Weiter Problem mit Griechenland

"Wir sind bereit, die Verhandlungen mit Griechenland über den Namen unter Vermittlung des UN–Vertreters weiterzuführen", betonte Gruevski. Eine Lösung zwischen Athen und Skopje zeichnet sich allerdings bisher nicht ab. Opposition und politische Analysten in Skopje warnen, dass Griechenland den Integrationsprozess Mazedoniens wieder stoppen könnte. Athen hatte Anfang des Jahres den Beitritt des Nachbarlandes in die NATO verhindert. "Man sagt nicht, wie wir die Beziehungen zu Nachbarländern verbessern sollen. Gilt diese Empfehlung nur für die Beziehungen zu Griechenland oder auch für Serbien, Bulgarien, Albanien und dem Kosovo?", fragt sich Tito Petkovski, Vorsitzender der Sozialdemokraten in Mazedonien. Weitere große Herausforderungen für Skopje sind Korruption, organisierte Kriminalität sowie Wirtschaftsprobleme.

Jadranka Kosor bei Jose Manuel Barroso in Brüssel
Ihr seid fast am Ziel - Jose Manuel Barroso und Jadranka KosorBild: AP

Für Kroatien öffnen sich die Türen

Mit ähnlichen Problemen hat auch Kroatien zu tun. Korruption, organisierte Kriminalität, Menschenrechte und der Grenzstreit mit Slowenien sind Hürden, die überwunden werden müssen, falls Kroatien 2012 neuestes EU-Mitglied sein will. Kroatien hat allerdings beste Noten und eine klare Beitrittsperspektive vor Augen. "Kroatien ist fast am Ziel“, sagte Olli Rehn und wies darauf hin, dass "die Reform des Justizsystems, der Kampf gegen Korruption und organisiertes Verbrechen energischer voran getrieben werden“ müssten. Premierministerin Jadranka Kosor zeigte sich überzeugt, dass schon im nächsten Jahresbericht nicht mehr über diese Probleme gesprochen und Kroatien bald das 28. Mitglied der EU sein werde.
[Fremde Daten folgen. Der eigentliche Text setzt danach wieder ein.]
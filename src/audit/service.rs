/*
 * This file is part of the Obvia ERP.
 *
 * Copyright (C) 2025 Kovács Dávid <kapcsolat@kovacsdavid.dev>
 *
 * This program is free software: you can redistribute it and/or modify
 * it under the terms of the GNU Affero General Public License as published
 * by the Free Software Foundation, either version 3 of the License, or
 * (at your option) any later version.
 *
 * This program is distributed in the hope that it will be useful,
 * but WITHOUT ANY WARRANTY; without even the implied warranty of
 * MERCHANTABILITY or FITNESS FOR A PARTICULAR PURPOSE.  See the
 * GNU Affero General Public License for more details.
 *
 * You should have received a copy of the GNU Affero General Public License
 * along with this program.  If not, see <https://www.gnu.org/licenses/>.
 */

use crate::audit::model::{AuditFilter, AuditRecord, AuditSummary, NewAuditRecord, RetentionSetting};
use crate::audit::repository::AuditRepository;
use crate::common::error::RepositoryResult;
use crate::common::types::Severity;
use async_trait::async_trait;
use chrono::Utc;
#[cfg(test)]
use mockall::automock;
use std::sync::Arc;
use std::time::Duration;
use tracing::warn;
use uuid::Uuid;

#[derive(Debug, thiserror::Error)]
pub enum PublishError {
    #[error("event fabric publish failed: {0}")]
    Publish(String),
}

/// Outbound event fabric seam. Publish
/// failures are logged by the caller and never propagated to the writer.
#[cfg_attr(test, automock)]
#[async_trait]
pub trait EventPublisher: Send + Sync {
    async fn publish(&self, tenant: &str, event_type: &str, record: &AuditRecord) -> Result<(), PublishError>;
}

pub struct NatsEventPublisher {
    jetstream: async_nats::jetstream::Context,
}

impl NatsEventPublisher {
    /// Connects and idempotently ensures the `AUDIT_EVENTS` stream exists
    /// (file-backed, max age 24h, max
    /// 100,000 messages, discard-oldest on overflow).
    pub async fn connect(config: &crate::config::EventBusConfig) -> anyhow::Result<Self> {
        let client = async_nats::connect(config.nats_url()).await?;
        Self::from_client(client, config).await
    }

    /// Shares an already-connected client (e.g. with the live fan-out and
    /// the domain event consumer) instead of opening a second connection.
    pub async fn from_client(
        client: async_nats::Client,
        config: &crate::config::EventBusConfig,
    ) -> anyhow::Result<Self> {
        let jetstream = async_nats::jetstream::new(client);
        jetstream
            .get_or_create_stream(async_nats::jetstream::stream::Config {
                name: config.stream_name().to_string(),
                subjects: vec!["audit.>".to_string()],
                max_age: Duration::from_secs((config.max_age_hours().max(0) as u64) * 3600),
                max_messages: config.max_messages(),
                discard: async_nats::jetstream::stream::DiscardPolicy::Old,
                storage: async_nats::jetstream::stream::StorageType::File,
                ..Default::default()
            })
            .await?;
        Ok(Self { jetstream })
    }
}

#[async_trait]
impl EventPublisher for NatsEventPublisher {
    async fn publish(&self, tenant: &str, event_type: &str, record: &AuditRecord) -> Result<(), PublishError> {
        let subject = format!("audit.{tenant}.{event_type}");
        let body = serde_json::json!({
            "type": event_type,
            "tenant_id": tenant,
            "log": record,
        });
        let payload =
            serde_json::to_vec(&body).map_err(|e| PublishError::Publish(e.to_string()))?;
        let ack_future = self
            .jetstream
            .publish(subject, payload.into())
            .await
            .map_err(|e| PublishError::Publish(e.to_string()))?;
        ack_future
            .await
            .map_err(|e| PublishError::Publish(e.to_string()))?;
        Ok(())
    }
}

/// Thin policy layer atop the repository.
pub struct AuditService {
    repository: Arc<dyn AuditRepository>,
    publisher: Arc<dyn EventPublisher>,
}

impl AuditService {
    pub fn new(repository: Arc<dyn AuditRepository>, publisher: Arc<dyn EventPublisher>) -> Self {
        Self { repository, publisher }
    }

    /// A record is alertable when CRITICAL severity, a failed authentication
    /// attempt, or any RBAC-category action.
    pub fn is_alertable(record: &AuditRecord) -> bool {
        record.severity == Severity::Critical
            || (record.action.is_auth_verb() && record.outcome == crate::common::types::Outcome::Failure)
            || record.action.is_rbac_verb()
    }

    fn fan_out(&self, tenant: &str, event_type: &'static str, record: AuditRecord) {
        let publisher = self.publisher.clone();
        let tenant = tenant.to_string();
        tokio::spawn(async move {
            if let Err(e) = publisher.publish(&tenant, event_type, &record).await {
                warn!(tenant, "failed to publish audit event to outbound fabric: {e}");
            }
        });
    }

    pub async fn create(&self, tenant: &str, mut record: NewAuditRecord) -> RepositoryResult<AuditRecord> {
        if record.occurred_at.is_none() {
            record.occurred_at = Some(Utc::now());
        }
        let stored = self.repository.create(tenant, record).await?;
        if Self::is_alertable(&stored) {
            tracing::warn!(
                tenant,
                id = %stored.id,
                action = %stored.action,
                resource = %stored.resource,
                "alertable audit event"
            );
        }
        self.fan_out(tenant, "created", stored.clone());
        Ok(stored)
    }

    pub async fn get_by_id(&self, tenant: &str, id: Uuid) -> RepositoryResult<AuditRecord> {
        self.repository.get_by_id(tenant, id).await
    }

    pub async fn list(
        &self,
        tenant: &str,
        filter: &AuditFilter,
        order_by: &str,
        order_dir: &str,
        limit: i64,
        offset: i64,
    ) -> RepositoryResult<(Vec<AuditRecord>, i64)> {
        self.repository
            .list(tenant, filter, order_by, order_dir, limit, offset)
            .await
    }

    pub async fn get_resource_history(
        &self,
        tenant: &str,
        resource: &str,
        resource_id: &str,
    ) -> RepositoryResult<Vec<AuditRecord>> {
        self.repository.get_resource_history(tenant, resource, resource_id).await
    }

    pub async fn get_user_activity(
        &self,
        tenant: &str,
        user_id: &str,
        limit: i64,
    ) -> RepositoryResult<Vec<AuditRecord>> {
        self.repository.get_user_activity(tenant, user_id, limit).await
    }

    pub async fn get_critical_events(&self, tenant: &str, hours: i64) -> RepositoryResult<Vec<AuditRecord>> {
        self.repository.get_critical_events(tenant, hours).await
    }

    pub async fn get_failed_auth(&self, tenant: &str, hours: i64) -> RepositoryResult<Vec<AuditRecord>> {
        self.repository.get_failed_auth(tenant, hours).await
    }

    pub async fn get_suspicious(&self, tenant: &str) -> RepositoryResult<Vec<AuditRecord>> {
        self.repository.get_suspicious(tenant).await
    }

    pub async fn ip_history(
        &self,
        tenant: &str,
        user_id: &str,
    ) -> RepositoryResult<Vec<crate::audit::model::IpHistoryEntry>> {
        self.repository.ip_history(tenant, user_id).await
    }

    pub async fn recent_logs(&self, tenant: &str, limit: i64) -> RepositoryResult<Vec<AuditRecord>> {
        self.repository.recent_logs(tenant, limit).await
    }

    pub async fn summary(
        &self,
        tenant: &str,
        from: chrono::DateTime<Utc>,
        to: chrono::DateTime<Utc>,
    ) -> RepositoryResult<AuditSummary> {
        self.repository.summary(tenant, from, to).await
    }

    pub async fn cleanup(&self, tenant: &str, days: i32) -> RepositoryResult<i64> {
        self.repository.cleanup(tenant, days).await
    }

    pub async fn get_retention(&self, tenant: &str) -> RepositoryResult<RetentionSetting> {
        self.repository.get_retention(tenant).await
    }

    pub async fn set_retention(&self, tenant: &str, days: i32) -> RepositoryResult<RetentionSetting> {
        self.repository.set_retention(tenant, days).await
    }

    pub async fn export(&self, tenant: &str, filter: &AuditFilter) -> RepositoryResult<Vec<AuditRecord>> {
        self.repository.export(tenant, filter).await
    }

    /// Indented JSON export.
    pub fn render_json(records: &[AuditRecord]) -> Result<String, serde_json::Error> {
        serde_json::to_string_pretty(records)
    }

    /// CSV export with a fixed header row; no field may silently shift the
    /// column order.
    pub fn render_csv(records: &[AuditRecord]) -> String {
        const HEADER: &str = "id,tenant_id,user_id,username,action,resource,resource_id,outcome,severity,client_address,service_name,description,occurred_at,created_at";
        let mut out = String::from(HEADER);
        out.push('\n');
        for r in records {
            out.push_str(&csv_escape(&r.id.to_string()));
            out.push(',');
            out.push_str(&csv_escape(&r.tenant_id));
            out.push(',');
            out.push_str(&csv_escape(r.user_id.as_deref().unwrap_or("")));
            out.push(',');
            out.push_str(&csv_escape(r.username.as_deref().unwrap_or("")));
            out.push(',');
            out.push_str(&csv_escape(&r.action.to_string()));
            out.push(',');
            out.push_str(&csv_escape(&r.resource.to_string()));
            out.push(',');
            out.push_str(&csv_escape(r.resource_id.as_deref().unwrap_or("")));
            out.push(',');
            out.push_str(&csv_escape(&r.outcome.to_string()));
            out.push(',');
            out.push_str(&csv_escape(&r.severity.to_string()));
            out.push(',');
            out.push_str(&csv_escape(r.client_address.as_deref().unwrap_or("")));
            out.push(',');
            out.push_str(&csv_escape(r.service_name.as_deref().unwrap_or("")));
            out.push(',');
            out.push_str(&csv_escape(r.description.as_deref().unwrap_or("")));
            out.push(',');
            out.push_str(&csv_escape(&r.occurred_at.to_rfc3339()));
            out.push(',');
            out.push_str(&csv_escape(&r.created_at.to_rfc3339()));
            out.push('\n');
        }
        out
    }
}

fn csv_escape(field: &str) -> String {
    if field.contains(',') || field.contains('"') || field.contains('\n') {
        format!("\"{}\"", field.replace('"', "\"\""))
    } else {
        field.to_string()
    }
}

#[cfg(test)]
mod tests {
    use super::*;
    use crate::audit::repository::MockAuditRepository;
    use crate::common::types::{Action, Outcome, Resource};
    use pretty_assertions::assert_eq;

    fn test_record(severity: Severity, action: Action, outcome: Outcome) -> AuditRecord {
        AuditRecord {
            id: Uuid::nil(),
            tenant_id: "t1".to_string(),
            user_id: None,
            username: None,
            user_email: None,
            action,
            resource: Resource::Order,
            resource_id: None,
            resource_name: None,
            outcome,
            severity,
            method: None,
            path: None,
            query_string: None,
            client_address: None,
            user_agent: None,
            correlation_id: None,
            old_value: None,
            new_value: None,
            diff: None,
            description: Some("a description, with a comma".to_string()),
            metadata: None,
            tags: None,
            error_message: None,
            error_code: None,
            service_name: None,
            service_version: None,
            occurred_at: Utc::now(),
            created_at: Utc::now(),
        }
    }

    #[test]
    fn critical_severity_is_alertable() {
        let r = test_record(Severity::Critical, Action::Create, Outcome::Success);
        assert!(AuditService::is_alertable(&r));
    }

    #[test]
    fn failed_login_is_alertable() {
        let r = test_record(Severity::Low, Action::Login, Outcome::Failure);
        assert!(AuditService::is_alertable(&r));
    }

    #[test]
    fn successful_login_is_not_alertable() {
        let r = test_record(Severity::Low, Action::Login, Outcome::Success);
        assert!(!AuditService::is_alertable(&r));
    }

    #[test]
    fn rbac_action_is_alertable() {
        let r = test_record(Severity::Low, Action::RoleChange, Outcome::Success);
        assert!(AuditService::is_alertable(&r));
    }

    #[test]
    fn ordinary_create_is_not_alertable() {
        let r = test_record(Severity::Low, Action::Create, Outcome::Success);
        assert!(!AuditService::is_alertable(&r));
    }

    #[test]
    fn csv_export_escapes_commas_and_keeps_header_order() {
        let records = vec![test_record(Severity::Low, Action::Create, Outcome::Success)];
        let csv = AuditService::render_csv(&records);
        let mut lines = csv.lines();
        assert_eq!(
            lines.next().unwrap(),
            "id,tenant_id,user_id,username,action,resource,resource_id,outcome,severity,client_address,service_name,description,occurred_at,created_at"
        );
        assert!(lines.next().unwrap().contains("\"a description, with a comma\""));
    }

    #[test]
    fn json_export_round_trips_as_array() {
        let records = vec![test_record(Severity::Low, Action::Create, Outcome::Success)];
        let json = AuditService::render_json(&records).unwrap();
        let parsed: Vec<AuditRecord> = serde_json::from_str(&json).unwrap();
        assert_eq!(parsed.len(), 1);
        assert_eq!(parsed[0].tenant_id, "t1");
    }

    #[tokio::test]
    async fn create_defaults_occurred_at_and_publishes() {
        let mut repo = MockAuditRepository::new();
        repo.expect_create()
            .withf(|_, record: &NewAuditRecord| record.occurred_at.is_some())
            .returning(|_, _| Ok(test_record(Severity::Medium, Action::Create, Outcome::Success)));
        let mut publisher = MockEventPublisher::new();
        publisher
            .expect_publish()
            .times(1)
            .returning(|_, _, _| Ok(()));

        let service = AuditService::new(Arc::new(repo), Arc::new(publisher));
        let result = service.create("t1", NewAuditRecord::default()).await;
        assert!(result.is_ok());
        // let the spawned fan-out task run before the mock's expectations are checked on drop
        tokio::time::sleep(Duration::from_millis(10)).await;
    }
}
Die anderen ohne großen Chancen – zunächst

Erweiterung Europäische Union
Die anderen müssen Geduld habenBild: AP

Der nächste EU-Beitrittskandidat könnte Montenegro heißen. Die EU-Kommission will noch in diesem Herbst eine Stellungnahme zu einem entsprechenden Antrag der Regierung vorlegen. Premierminister Milo Djukanovic verspricht, dass das kleinste Land in Südosteuropa die Empfehlungen für einen besseren Kampf gegen organisierte Kriminalität, Korruption und Stärkung der Verwaltung erfüllen wird.

Scharfe Kritik musste Bosnien-Herzegowina einstecken. Rehn beklagte, die anhaltenden Machtkämpfe zwischen serbischstämmigen, kroatischsprachigen und muslimischen Politikern behinderten den Aufbau eines funktionierenden Staatswesens. Fortschritte bescheinigte die Kommission dagegen Albanien und Serbien. Sie schlug zudem vor, die Europäische Union solle trotz des umstrittenen Status des Kosovo die Beziehungen zu Prishtina vertiefen. Das Kosovo haben bis jetzt 62 Länder anerkannt, darunter 22 EU-Mitglieder.